Collected data:

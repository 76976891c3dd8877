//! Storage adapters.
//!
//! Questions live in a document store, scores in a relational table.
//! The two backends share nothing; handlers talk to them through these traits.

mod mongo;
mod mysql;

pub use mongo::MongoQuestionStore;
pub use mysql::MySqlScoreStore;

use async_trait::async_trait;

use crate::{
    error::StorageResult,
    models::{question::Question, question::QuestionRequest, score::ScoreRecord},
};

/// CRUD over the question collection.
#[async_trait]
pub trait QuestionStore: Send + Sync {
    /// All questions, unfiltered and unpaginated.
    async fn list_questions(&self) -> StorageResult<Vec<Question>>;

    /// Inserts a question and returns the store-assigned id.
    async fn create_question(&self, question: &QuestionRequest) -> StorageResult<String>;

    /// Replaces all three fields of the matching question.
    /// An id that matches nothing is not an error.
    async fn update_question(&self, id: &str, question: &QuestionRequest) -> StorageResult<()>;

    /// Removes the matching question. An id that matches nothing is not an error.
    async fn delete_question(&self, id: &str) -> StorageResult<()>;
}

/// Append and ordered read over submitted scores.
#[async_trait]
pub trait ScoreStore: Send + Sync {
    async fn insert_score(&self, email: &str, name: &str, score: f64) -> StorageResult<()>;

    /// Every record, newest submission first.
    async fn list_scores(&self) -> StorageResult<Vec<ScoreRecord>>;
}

...

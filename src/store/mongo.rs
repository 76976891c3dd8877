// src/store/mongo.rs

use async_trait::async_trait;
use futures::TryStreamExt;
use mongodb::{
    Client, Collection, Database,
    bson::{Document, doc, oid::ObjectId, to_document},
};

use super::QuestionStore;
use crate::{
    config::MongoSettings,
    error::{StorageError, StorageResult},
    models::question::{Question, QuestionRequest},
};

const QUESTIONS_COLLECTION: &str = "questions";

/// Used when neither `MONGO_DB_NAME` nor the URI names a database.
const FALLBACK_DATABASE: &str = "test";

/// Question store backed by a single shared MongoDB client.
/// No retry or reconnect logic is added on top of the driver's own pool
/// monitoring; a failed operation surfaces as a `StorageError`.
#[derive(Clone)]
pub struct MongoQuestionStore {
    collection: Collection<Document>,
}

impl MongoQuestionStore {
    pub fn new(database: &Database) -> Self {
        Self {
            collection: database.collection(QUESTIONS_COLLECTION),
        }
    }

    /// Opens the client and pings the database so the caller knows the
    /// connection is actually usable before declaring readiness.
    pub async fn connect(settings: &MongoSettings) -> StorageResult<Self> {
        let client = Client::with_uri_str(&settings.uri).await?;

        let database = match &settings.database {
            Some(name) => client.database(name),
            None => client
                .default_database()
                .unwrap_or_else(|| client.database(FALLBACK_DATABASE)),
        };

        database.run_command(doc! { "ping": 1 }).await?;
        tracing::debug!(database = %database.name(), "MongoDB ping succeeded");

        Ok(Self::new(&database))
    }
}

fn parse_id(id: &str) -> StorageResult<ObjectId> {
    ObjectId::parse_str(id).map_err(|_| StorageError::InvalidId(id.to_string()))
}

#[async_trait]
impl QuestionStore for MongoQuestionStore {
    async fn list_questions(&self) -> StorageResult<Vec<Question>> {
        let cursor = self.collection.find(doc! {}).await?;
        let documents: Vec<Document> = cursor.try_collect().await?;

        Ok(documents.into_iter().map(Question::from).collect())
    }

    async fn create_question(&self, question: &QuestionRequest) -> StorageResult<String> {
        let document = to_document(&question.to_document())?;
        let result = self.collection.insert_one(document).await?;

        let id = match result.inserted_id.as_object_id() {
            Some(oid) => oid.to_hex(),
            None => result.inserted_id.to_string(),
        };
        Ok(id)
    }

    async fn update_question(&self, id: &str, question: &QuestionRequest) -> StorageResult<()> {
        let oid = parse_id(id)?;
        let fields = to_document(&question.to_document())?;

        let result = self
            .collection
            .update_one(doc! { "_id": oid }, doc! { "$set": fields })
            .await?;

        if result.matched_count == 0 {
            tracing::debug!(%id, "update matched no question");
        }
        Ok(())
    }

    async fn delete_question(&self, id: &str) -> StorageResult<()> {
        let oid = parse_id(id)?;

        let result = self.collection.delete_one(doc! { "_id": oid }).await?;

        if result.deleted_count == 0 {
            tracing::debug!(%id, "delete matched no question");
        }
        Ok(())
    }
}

> _TASK TO CARRY OUT_
Every line with "ObjectId" in it should be copied from the entries above.

> _TASK OUTPUT_
    bson::{Document, doc, oid::ObjectId, to_document},
fn parse_id(id: &str) -> StorageResult<ObjectId> {
    ObjectId::parse_str(id).map_err(|_| StorageError::InvalidId(id.to_string()))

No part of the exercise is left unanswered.